Erdrutsche haben den Bezirk Elgeyo Marakwet im Kerio-Tal in Kenia heimgesucht, wo über 20 Menschen in Vorfällen innerhalb von drei Tagen ums Leben gekommen sind. Der erste Erdrutsch ereignete sich in den frühen Morgenstunden des Samstags, dem 1. November 2025, im Dorf Moror und im Zentrum Chesongoch, nach starken nächtlichen Regenfällen. Er wurde durch Wasser ausgelöst, das in den Boden sickerte, Gewicht auf den Hang hinzufügte, den Druck erhöhte und die Reibung im Boden und in den Felsen verringerte.
Zwei Tage später, oder laut einem anderen Bericht am Sonntagabend, dem 2. November 2025, ereignete sich ein weiterer Erdrutsch im Dorf Kipkenda (oder Kapkenda), Kibendo, Emsoo Ward, Keiyo North. Hier wurden ein 57-jähriger Mann und sein 11-jähriger Enkel getötet, als ein großer Felsen vom Berg sie während des Abendessens begrub. Die Gesamtzahl der Todesopfer in einem ähnlichen Vorfall in Marakwet Mashariki hat 26 erreicht, wobei andere noch vermisst werden.

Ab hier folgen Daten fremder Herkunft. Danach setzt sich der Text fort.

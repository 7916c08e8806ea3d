//! The cycle engine: one synchronous evaluation of every gate.

use gatling_netlist::NetlistImage;

use crate::state::StepView;

/// Evaluates every gate in the image exactly once.
///
/// NAND gates compute `!(old[in1] & old[in2])`, OR gates `old[in1] |
/// old[in2]`, reading exclusively from the previous step's buffer and
/// writing exclusively to this step's. The double buffering makes gate
/// order irrelevant, standing in for the parallel evaluation real hardware
/// would do.
pub fn step(image: &NetlistImage, view: &mut StepView<'_>) {
    for gate in &image.nands {
        let value = !(view.old(gate.in1) && view.old(gate.in2));
        view.set_new(gate.out, value);
    }
    for gate in &image.ors {
        let value = view.old(gate.in1) || view.old(gate.in2);
        view.set_new(gate.out, value);
    }
}

#[cfg(test)]
mod tests {
    use super::*;
    use crate::state::WireStateStore;
    use gatling_netlist::{Gate, Wire};

    fn w(i: u32) -> Wire {
        Wire::from_raw(i)
    }

    /// Steps once with held input wires, returning nothing; read results
    /// from the store afterwards.
    fn run_step(image: &NetlistImage, store: &mut WireStateStore, held: &[(Wire, bool)]) {
        for &(wire, value) in held {
            store.set(wire, value);
        }
        let mut view = store.view();
        step(image, &mut view);
        store.advance();
    }

    #[test]
    fn nand_with_grounded_input_is_high() {
        // out = NAND(in, 0) must read 1 after one step regardless of the
        // randomized initial state.
        let image = NetlistImage::from_gates(vec![Gate::new(w(0), w(1), w(2))], vec![]);
        for seed in 0..8 {
            let mut store = WireStateStore::new(3, seed);
            for in1 in [false, true] {
                run_step(&image, &mut store, &[(w(0), in1), (w(1), false)]);
                assert!(store.get(w(2)), "seed {seed}, in1 {in1}");
            }
        }
    }

    #[test]
    fn nand_truth_table() {
        let image = NetlistImage::from_gates(vec![Gate::new(w(0), w(1), w(2))], vec![]);
        for (a, b, expect) in [
            (false, false, true),
            (false, true, true),
            (true, false, true),
            (true, true, false),
        ] {
            let mut store = WireStateStore::new(3, 99);
            run_step(&image, &mut store, &[(w(0), a), (w(1), b)]);
            assert_eq!(store.get(w(2)), expect, "a={a} b={b}");
        }
    }

    #[test]
    fn or_truth_table() {
        let image = NetlistImage::from_gates(vec![], vec![Gate::new(w(0), w(1), w(2))]);
        for (a, b, expect) in [
            (false, false, false),
            (false, true, true),
            (true, false, true),
            (true, true, true),
        ] {
            let mut store = WireStateStore::new(3, 5);
            run_step(&image, &mut store, &[(w(0), a), (w(1), b)]);
            assert_eq!(store.get(w(2)), expect, "a={a} b={b}");
        }
    }

    #[test]
    fn gates_read_only_old_values() {
        // Chain: w2 = NAND(w0, w1), w3 = NAND(w2, w2). The second gate must
        // see the PREVIOUS w2, not the one just computed, so the chain
        // takes two steps to settle.
        let image = NetlistImage::from_gates(
            vec![Gate::new(w(0), w(1), w(2)), Gate::new(w(2), w(2), w(3))],
            vec![],
        );
        let mut store = WireStateStore::new(4, 11);
        // Force old w2 high so step 1's second gate computes NAND(1,1)=0.
        store.set(w(2), true);
        run_step(&image, &mut store, &[(w(0), true), (w(1), true)]);
        assert!(!store.get(w(2))); // NAND(1,1)
        assert!(!store.get(w(3))); // NAND(old w2=1, old w2=1)

        run_step(&image, &mut store, &[(w(0), true), (w(1), true)]);
        assert!(store.get(w(3))); // now sees w2=0 from step 1
    }

    #[test]
    fn evaluation_order_is_irrelevant() {
        // Same netlist with gate arrays in reverse order settles identically.
        let forward = NetlistImage::from_gates(
            vec![Gate::new(w(0), w(1), w(2)), Gate::new(w(2), w(2), w(3))],
            vec![],
        );
        let backward = NetlistImage::from_gates(
            vec![Gate::new(w(2), w(2), w(3)), Gate::new(w(0), w(1), w(2))],
            vec![],
        );
        let mut a = WireStateStore::new(4, 17);
        let mut b = WireStateStore::new(4, 17);
        for _ in 0..4 {
            run_step(&forward, &mut a, &[(w(0), true), (w(1), false)]);
            run_step(&backward, &mut b, &[(w(0), true), (w(1), false)]);
        }
        assert_eq!(a.get(w(2)), b.get(w(2)));
        assert_eq!(a.get(w(3)), b.get(w(3)));
    }

    #[test]
    fn sr_latch_holds_state() {
        // Cross-coupled NANDs: q = NAND(s, qbar), qbar = NAND(r, q).
        // Active-low inputs: s=0 sets, r=0 resets, both 1 holds.
        let image = NetlistImage::from_gates(
            vec![Gate::new(w(0), w(3), w(2)), Gate::new(w(1), w(2), w(3))],
            vec![],
        );
        let mut store = WireStateStore::new(4, 23);

        // Set: s=0, r=1 for a few steps to settle.
        for _ in 0..4 {
            run_step(&image, &mut store, &[(w(0), false), (w(1), true)]);
        }
        assert!(store.get(w(2)));
        assert!(!store.get(w(3)));

        // Hold: s=1, r=1 keeps q.
        for _ in 0..4 {
            run_step(&image, &mut store, &[(w(0), true), (w(1), true)]);
        }
        assert!(store.get(w(2)));
        assert!(!store.get(w(3)));

        // Reset: r=0 flips it.
        for _ in 0..4 {
            run_step(&image, &mut store, &[(w(0), true), (w(1), false)]);
        }
        assert!(!store.get(w(2)));
        assert!(store.get(w(3)));
    }
}
//! Central database of all source files in a compilation session.

use crate::file_id::FileId;
use crate::resolved_span::ResolvedSpan;
use crate::source_file::SourceFile;
use crate::span::Span;
use std::io;
use std::path::{Path, PathBuf};

/// The source database, owning all loaded source text and resolving
/// [`FileId`] + byte offsets to line/column coordinates for diagnostics.
pub struct SourceDb {
    files: Vec<SourceFile>,
}

impl SourceDb {
    /// Creates an empty source database.
    pub fn new() -> Self {
        Self { files: Vec::new() }
    }

    /// Loads a source file from the filesystem and returns its [`FileId`].
    pub fn load_file(&mut self, path: &Path) -> Result<FileId, io::Error> {
        let content = std::fs::read_to_string(path)?;
        let id = FileId::from_raw(self.files.len() as u32);
        let file = SourceFile::new(id, path.to_path_buf(), content);
        self.files.push(file);
        Ok(id)
    }

    /// Adds a source file from an in-memory string.
    ///
    /// The `name` parameter is used as the file path in diagnostics. This is
    /// how stdin input enters the database (as `<stdin>`).
    pub fn add_source(&mut self, name: impl Into<PathBuf>, content: String) -> FileId {
        let id = FileId::from_raw(self.files.len() as u32);
        let file = SourceFile::new(id, name.into(), content);
        self.files.push(file);
        id
    }

    /// Returns the [`SourceFile`] for the given [`FileId`].
    ///
    /// # Panics
    ///
    /// Panics if the `FileId` is invalid.
    pub fn get_file(&self, id: FileId) -> &SourceFile {
        &self.files[id.as_raw() as usize]
    }

    /// Resolves a [`Span`] to human-readable line/column coordinates.
    pub fn resolve_span(&self, span: Span) -> ResolvedSpan {
        let file = self.get_file(span.file);
        let (start_line, start_col) = file.line_col(span.start);
        let (end_line, end_col) = file.line_col(span.end.saturating_sub(1).max(span.start));
        ResolvedSpan {
            file_path: file.path.clone(),
            start_line,
            start_col,
            end_line,
            end_col,
        }
    }

    /// Returns the source text corresponding to a [`Span`].
    pub fn snippet(&self, span: Span) -> &str {
        let file = self.get_file(span.file);
        file.snippet(span.start, span.end)
    }
}

impl Default for SourceDb {
    fn default() -> Self {
        Self::new()
    }
}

Gouverneur Wisley Rotich erklärte: „Bezirksbehörden für Katastrophenhilfe, Gesundheitsbeamte, der Häuptling und Anwohner trafen am Ort ein und brachten die Betroffenen ins Iten Referral Hospital. Es ist bedauerlich, dass wir zwei Menschen verloren haben, nachdem ein großer Felsen das Haus traf, in dem sie waren.“
Der Überlebende Mzee Joseph Chemweno beschrieb: „Ich hörte ein Grollen, während wir zu Abend aßen. Plötzlich wurden meine Frau und mein Enkel von großen Felsen begraben, die vom Berg gefallen waren. Die Bemühungen, sie zu retten, waren erfolglos.“
Diese Erdrutsche ähneln Schlammströmen, bei denen wassergesättigter Boden schnell fließt, möglicherweise mit Geschwindigkeiten von 56 Kilometern pro Stunde. Die Regierung hat Rettungsoperationen eingeleitet. Präventionsmaßnahmen umfassen den Bau stabiler Hänge, die Installation von Oberflächenentwässerung und die Vermeidung von Bauarbeiten in anfälligen Gebieten. Berichte unterscheiden sich jedoch leicht bezüglich des Datums des zweiten Vorfalls: 2. oder 3. November.